ROANOKE TIMES

                         Roanoke Times
                 Copyright (c) 1995, Landmark Communications, Inc.

DATE: SATURDAY, June 26, 1993                   TAG: 9306280270
SECTION: NATIONAL/INTERNATIONAL                    PAGE: A-8   EDITION: METRO 
SOURCE: Associated Press
DATELINE: NEW YORK                                LENGTH: Medium


AFTER 1,809 SHOWS, LETTERMAN FINISHES 11 1/2 YEARS ON NBC

No. 1: Goodbye NBC.

David Letterman closed out a Top 11 list Friday night - or more precisely 11 1/2. The gap-toothed maestro of postmodern silliness ended his 11 1/2-year tenure as host of NBC's "Late Night" and welcomed as his surprise guest Bruce Springsteen.

He joked in his signature Top Letterman 10 list that among the things he had to do before leaving NBC were to "drop off hairpiece at security desk" and "get one more cheap laugh by saying the word `Buttafuoco."'

Before bringing on Springsteen 45 minutes into the show, Letterman said he had had every guest on his show that he'd wanted except one, and that was the singer. "Better late than never," Letterman said, moments before Springsteen performed "Glory Days."

Tom Hanks was the first guest Friday night, but Letterman had refused to divulge who else would be appearing on the show.
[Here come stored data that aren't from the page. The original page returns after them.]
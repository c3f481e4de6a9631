//! Logging backend for the binary, built on flexi_logger
//!
//! The library only emits through the `log` facade; `init_logging` is
//! called once from startup.

use crate::core::sync::lock_or_error;
use serde::Deserialize;
use std::path::PathBuf;
use std::str::FromStr;

static LOGGER_HANDLE: std::sync::OnceLock<std::sync::Mutex<flexi_logger::LoggerHandle>> =
    std::sync::OnceLock::new();

/// Log line format
#[derive(Debug, Clone, Copy, Default, PartialEq, Eq, Deserialize)]
#[serde(rename_all = "lowercase")]
pub enum LogFormat {
    /// Timestamp, level and message
    #[default]
    Text,
    /// Text plus source location
    Ext,
    /// One JSON object per line
    Json,
}

impl FromStr for LogFormat {
    type Err = String;

    fn from_str(s: &str) -> Result<Self, Self::Err> {
        match s.to_lowercase().as_str() {
            "text" => Ok(LogFormat::Text),
            "ext" => Ok(LogFormat::Ext),
            "json" => Ok(LogFormat::Json),
            other => Err(format!(
                "Invalid log format '{}' (expected text, ext or json)",
                other
            )),
        }
    }
}

/// Resolved logging options
#[derive(Debug, Clone, PartialEq)]
pub struct LogSettings {
    pub level: String,
    pub format: LogFormat,
    pub file: Option<PathBuf>,
    pub color: bool,
}

impl Default for LogSettings {
    fn default() -> Self {
        Self {
            level: "info".to_string(),
            format: LogFormat::Text,
            file: None,
            color: true,
        }
    }
}

/// Start the global logger. Only the first call takes effect.
pub fn init_logging(settings: &LogSettings) -> Result<(), Box<dyn std::error::Error>> {
    use flexi_logger::{FileSpec, Logger};

    let mut logger = Logger::try_with_str(&settings.level)?;

    logger = match (settings.format, settings.color) {
        (LogFormat::Json, _) => logger.format(json_format),
        (LogFormat::Ext, true) => logger.format(extended_color_format),
        (LogFormat::Ext, false) => logger.format(extended_format),
        (LogFormat::Text, true) => logger.format(simple_color_format),
        (LogFormat::Text, false) => logger.format(simple_format),
    };

    if let Some(file_path) = &settings.file {
        let file_spec = FileSpec::try_from(file_path.as_path())?;
        logger = logger.log_to_file(file_spec);
    }

    let handle = logger.start()?;
    let _ = LOGGER_HANDLE.set(std::sync::Mutex::new(handle));

    Ok(())
}

/// Change the log level at runtime
///
/// Format and output target are fixed when flexi_logger starts; only the
/// level can change afterwards.
pub fn reconfigure_logging(log_level: &str) -> Result<(), Box<dyn std::error::Error>> {
    let handle_mutex = LOGGER_HANDLE
        .get()
        .ok_or("Logger handle not initialised. Call init_logging first.")?;
    let mut handle = lock_or_error(handle_mutex, |_| "Could not acquire logger handle lock")?;
    handle.parse_and_push_temp_spec(log_level)?;
    Ok(())
}

fn level_abbr(level: log::Level) -> &'static str {
    match level {
        log::Level::Error => "ERR",
        log::Level::Warn => "WRN",
        log::Level::Info => "INF",
        log::Level::Debug => "DBG",
        log::Level::Trace => "TRC",
    }
}

fn colored_level(level: log::Level) -> colored::ColoredString {
    use colored::Colorize;

    match level {
        log::Level::Error => level_abbr(level).red().bold(),
        log::Level::Warn => level_abbr(level).yellow(),
        log::Level::Info => level_abbr(level).green(),
        log::Level::Debug => level_abbr(level).blue(),
        log::Level::Trace => level_abbr(level).magenta(),
    }
}

// "YYYY-MM-DD HH:mm:ss.fff INF message"
fn simple_format(
    w: &mut dyn std::io::Write,
    now: &mut flexi_logger::DeferredNow,
    record: &log::Record,
) -> Result<(), std::io::Error> {
    write!(
        w,
        "{} {} {}",
        now.format("%Y-%m-%d %H:%M:%S%.3f"),
        level_abbr(record.level()),
        record.args()
    )
}

fn simple_color_format(
    w: &mut dyn std::io::Write,
    now: &mut flexi_logger::DeferredNow,
    record: &log::Record,
) -> Result<(), std::io::Error> {
    use colored::Colorize;

    write!(
        w,
        "{} {} {}",
        now.format("%Y-%m-%d %H:%M:%S%.3f").to_string().dimmed(),
        colored_level(record.level()),
        record.args()
    )
}

// "YYYY-MM-DD HH:mm:ss.fff INF message (queue/bounded.rs:42)"
fn extended_format(
    w: &mut dyn std::io::Write,
    now: &mut flexi_logger::DeferredNow,
    record: &log::Record,
) -> Result<(), std::io::Error> {
    write!(
        w,
        "{} {} {} ({})",
        now.format("%Y-%m-%d %H:%M:%S%.3f"),
        level_abbr(record.level()),
        record.args(),
        format_target_as_path(record.target(), record.line())
    )
}

fn extended_color_format(
    w: &mut dyn std::io::Write,
    now: &mut flexi_logger::DeferredNow,
    record: &log::Record,
) -> Result<(), std::io::Error> {
    use colored::Colorize;

    write!(
        w,
        "{} {} {} ({})",
        now.format("%Y-%m-%d %H:%M:%S%.3f").to_string().dimmed(),
        colored_level(record.level()),
        record.args(),
        format_target_as_path(record.target(), record.line()).dimmed()
    )
}

fn json_format(
    w: &mut dyn std::io::Write,
    now: &mut flexi_logger::DeferredNow,
    record: &log::Record,
) -> Result<(), std::io::Error> {
    use serde_json::{json, to_string};

    let json_obj = json!({
        "timestamp": now.format("%Y-%m-%dT%H:%M:%S%.3fZ").to_string(),
        "level": level_abbr(record.level()),
        "message": record.args().to_string(),
        "target": format_target_as_path(record.target(), record.line())
    });

    match to_string(&json_obj) {
        Ok(json_string) => w.write_all(json_string.as_bytes()),
        Err(_) => w.write_all(b"{\"error\":\"Failed to serialize log message\"}"),
    }
}

/// pipeline_queue::queue::bounded -> queue/bounded.rs:LINE
fn format_target_as_path(target: &str, line: Option<u32>) -> String {
    let path_like = if let Some(without_prefix) = target.strip_prefix("pipeline_queue::") {
        without_prefix.replace("::", "/") + ".rs"
    } else {
        target.replace("::", "/")
    };

    match line {
        Some(line_num) => format!("{}:{}", path_like, line_num),
        None => path_like,
    }
}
All he would say was that it was someone who had never before been booked on "Late Night."

Letterman's Friday night finale and 1,809th outing from Studio 6A in Rockefeller Center concluded a boisterous few days that recalled a schoolboy's excitement at the end of the term.
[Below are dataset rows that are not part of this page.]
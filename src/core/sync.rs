//! Mutex poisoning policies
//!
//! A poisoned lock means a thread panicked mid-update. Operations that can
//! report failure turn that into an error with [`lock_or_error`]; operations
//! that cannot (close, introspection, cancellation clean-up) keep going on
//! the recovered guard with [`lock_or_recover`].

use std::sync::{Mutex, MutexGuard};

/// Lock `mutex`, mapping poisoning to an error built by `error_constructor`
///
/// # Examples
/// ```
/// use std::sync::Mutex;
/// use pipeline_queue::core::sync::lock_or_error;
/// use pipeline_queue::queue::QueueError;
///
/// let mutex = Mutex::new(42);
/// let guard = lock_or_error(&mutex, |message| QueueError::OperationFailed { message }).unwrap();
/// assert_eq!(*guard, 42);
/// ```
pub fn lock_or_error<'a, T, E>(
    mutex: &'a Mutex<T>,
    error_constructor: impl FnOnce(String) -> E,
) -> Result<MutexGuard<'a, T>, E> {
    mutex.lock().map_err(|_| {
        error_constructor(
            "Internal synchronisation error (mutex poisoned): a panic occurred while holding the lock"
                .to_string(),
        )
    })
}

/// Lock `mutex`, taking the guard back from a poisoned lock
///
/// `what` names the protected state in the warning that is logged.
pub fn lock_or_recover<'a, T>(mutex: &'a Mutex<T>, what: &str) -> MutexGuard<'a, T> {
    mutex.lock().unwrap_or_else(|poisoned| {
        log::warn!("Recovering poisoned {} lock", what);
        poisoned.into_inner()
    })
}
Then, after summer vacation, Letterman graduates to CBS, a $14 million annual paycheck, and a new talk show. "Late Show with David Letterman," with a weeknight start time an hour earlier (11:35 p.m.), premieres Aug. 30.

"This is the kind of stuff CBS is just dying to get their hands on," a barely-able-to-contain-himself Letterman cackled during a zany week when:

A man in a green-pea costume raced through the studio, showering green peas from his basket onto the crowd;

Julia Child got Letterman up to his elbows in a cooking session;

Dave announced former "Late Night" writer-player Chris Elliott as a guest, then, at hour's end, wickedly explained that time had run out and Elliott had been rescheduled - for next Wednesday's show that will never come;

Stagehands pried a studio clock off its moorings for Dave to present to guest Garry Shandling.
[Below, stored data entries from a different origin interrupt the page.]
//! Core services and infrastructure

pub mod logging;
pub mod shutdown;
pub mod sync;
pub mod validation;
pub mod version;
//! Application module

pub mod cli;
pub mod drill;
pub mod startup;
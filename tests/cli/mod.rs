//! CLI Integration Test Modules

pub mod argument_parsing;
pub mod toml_config;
"Let Conan O'Brien get his own clock," said Letterman, referring to NBC's replacement who launches a new "Late Night" from 6A in late August or early September.

In the meantime, NBC will air Letterman reruns at 12:35 a.m.

The network plans to turn the abandoned "Late Night" set into a theme park - or so the comedian cracked on Thursday night's show.

But if the network really did, fans would probably come.

In the looming art deco lobby of the GE Building that NBC calls home, eager "Late Night" ticket-holders were queuing up by 3 p.m. for the 5:30 taping.

\ DAVE'S LAST LIST\ `THE TOP 10 THINGS I HAVE TO DO I BEFORE LEAVE NBC'\ \ 10. Drop off hairpiece at security desk.\ 9. Vacuum out (announcer Bill) Wendell and write down his mileage.\ 8. One final "turn your head and cough" visit to NBC nurse.\ 7. Steal my weight in office supplies.\ 6. Let my plastic surgeon step out and take a bow - this has been his show\ as much as mine.\ 5. One last hot-oil rubdown from the knowing hands of Mr. John Chancellor.\ 4. Return artificial leg to props department.\ 3. Get one more cheap laugh by saying the word "Buttafuoco."\ 2. Send change-of-address forms to that woman who breaks into my house.\ 1. Untie Willard.